» ABOUT THIS EXERCISE
Your result should be every line of the records below that contains the word "PolicyKind".

» RECORDS TO USE
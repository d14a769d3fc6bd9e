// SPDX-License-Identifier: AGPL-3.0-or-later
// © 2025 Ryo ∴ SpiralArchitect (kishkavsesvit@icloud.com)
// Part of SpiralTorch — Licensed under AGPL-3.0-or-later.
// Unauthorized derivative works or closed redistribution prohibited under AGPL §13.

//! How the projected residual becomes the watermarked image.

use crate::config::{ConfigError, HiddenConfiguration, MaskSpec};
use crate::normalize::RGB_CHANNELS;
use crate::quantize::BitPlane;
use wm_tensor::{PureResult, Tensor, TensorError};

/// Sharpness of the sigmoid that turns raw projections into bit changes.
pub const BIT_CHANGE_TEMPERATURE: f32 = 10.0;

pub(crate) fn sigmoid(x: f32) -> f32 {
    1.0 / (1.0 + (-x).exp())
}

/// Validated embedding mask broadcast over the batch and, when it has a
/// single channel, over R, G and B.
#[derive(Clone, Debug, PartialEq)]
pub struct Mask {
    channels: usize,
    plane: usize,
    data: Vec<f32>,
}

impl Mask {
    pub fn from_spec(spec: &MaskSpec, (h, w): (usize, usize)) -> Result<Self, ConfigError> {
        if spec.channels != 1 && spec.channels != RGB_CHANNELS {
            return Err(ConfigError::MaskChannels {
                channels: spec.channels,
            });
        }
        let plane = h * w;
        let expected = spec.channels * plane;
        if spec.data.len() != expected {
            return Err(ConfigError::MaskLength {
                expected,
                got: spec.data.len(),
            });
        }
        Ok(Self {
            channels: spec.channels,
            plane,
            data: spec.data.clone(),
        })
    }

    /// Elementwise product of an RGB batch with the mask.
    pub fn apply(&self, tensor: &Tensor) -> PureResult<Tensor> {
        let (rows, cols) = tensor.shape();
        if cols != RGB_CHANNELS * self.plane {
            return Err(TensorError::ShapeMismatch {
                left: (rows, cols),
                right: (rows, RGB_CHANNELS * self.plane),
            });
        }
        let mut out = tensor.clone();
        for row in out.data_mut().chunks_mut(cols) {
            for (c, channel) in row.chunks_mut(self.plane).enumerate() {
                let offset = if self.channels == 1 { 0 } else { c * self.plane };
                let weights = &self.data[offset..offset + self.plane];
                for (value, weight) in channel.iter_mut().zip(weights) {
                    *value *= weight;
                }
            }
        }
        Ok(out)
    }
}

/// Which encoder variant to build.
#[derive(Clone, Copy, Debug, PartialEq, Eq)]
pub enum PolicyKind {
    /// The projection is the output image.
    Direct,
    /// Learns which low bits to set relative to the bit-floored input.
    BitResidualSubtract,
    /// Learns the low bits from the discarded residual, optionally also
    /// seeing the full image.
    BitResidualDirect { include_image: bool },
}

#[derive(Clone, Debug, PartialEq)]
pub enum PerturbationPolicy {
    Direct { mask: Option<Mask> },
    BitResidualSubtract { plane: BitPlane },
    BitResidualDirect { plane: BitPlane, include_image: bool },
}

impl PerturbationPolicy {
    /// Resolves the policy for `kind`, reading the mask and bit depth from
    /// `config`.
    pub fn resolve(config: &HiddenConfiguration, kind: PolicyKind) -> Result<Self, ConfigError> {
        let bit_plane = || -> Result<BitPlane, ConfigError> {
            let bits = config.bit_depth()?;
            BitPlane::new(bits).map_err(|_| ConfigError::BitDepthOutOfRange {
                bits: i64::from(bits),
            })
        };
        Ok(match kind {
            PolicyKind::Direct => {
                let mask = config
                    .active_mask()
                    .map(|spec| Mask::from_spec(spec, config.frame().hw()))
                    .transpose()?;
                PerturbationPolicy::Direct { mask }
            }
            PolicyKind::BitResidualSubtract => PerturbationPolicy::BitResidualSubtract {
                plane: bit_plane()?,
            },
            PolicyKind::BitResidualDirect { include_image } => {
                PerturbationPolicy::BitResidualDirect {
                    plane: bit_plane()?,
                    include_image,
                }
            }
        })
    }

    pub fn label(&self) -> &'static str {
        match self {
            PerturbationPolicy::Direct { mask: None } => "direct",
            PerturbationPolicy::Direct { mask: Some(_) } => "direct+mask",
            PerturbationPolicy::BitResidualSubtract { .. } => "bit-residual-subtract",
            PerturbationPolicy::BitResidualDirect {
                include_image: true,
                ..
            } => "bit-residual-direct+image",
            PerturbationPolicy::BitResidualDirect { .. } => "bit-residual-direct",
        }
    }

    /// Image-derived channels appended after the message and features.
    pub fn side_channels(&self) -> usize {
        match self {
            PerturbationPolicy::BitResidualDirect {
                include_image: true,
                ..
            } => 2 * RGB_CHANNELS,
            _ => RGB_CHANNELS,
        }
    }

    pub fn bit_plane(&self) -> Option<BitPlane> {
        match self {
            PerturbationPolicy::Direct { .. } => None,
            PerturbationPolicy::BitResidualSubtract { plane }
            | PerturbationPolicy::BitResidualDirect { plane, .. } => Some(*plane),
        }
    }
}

» SOLUTION TO THIS EXERCISE
pub enum PolicyKind {
    pub fn resolve(config: &HiddenConfiguration, kind: PolicyKind) -> Result<Self, ConfigError> {
            PolicyKind::Direct => {
            PolicyKind::BitResidualSubtract => PerturbationPolicy::BitResidualSubtract {
            PolicyKind::BitResidualDirect { include_image } => {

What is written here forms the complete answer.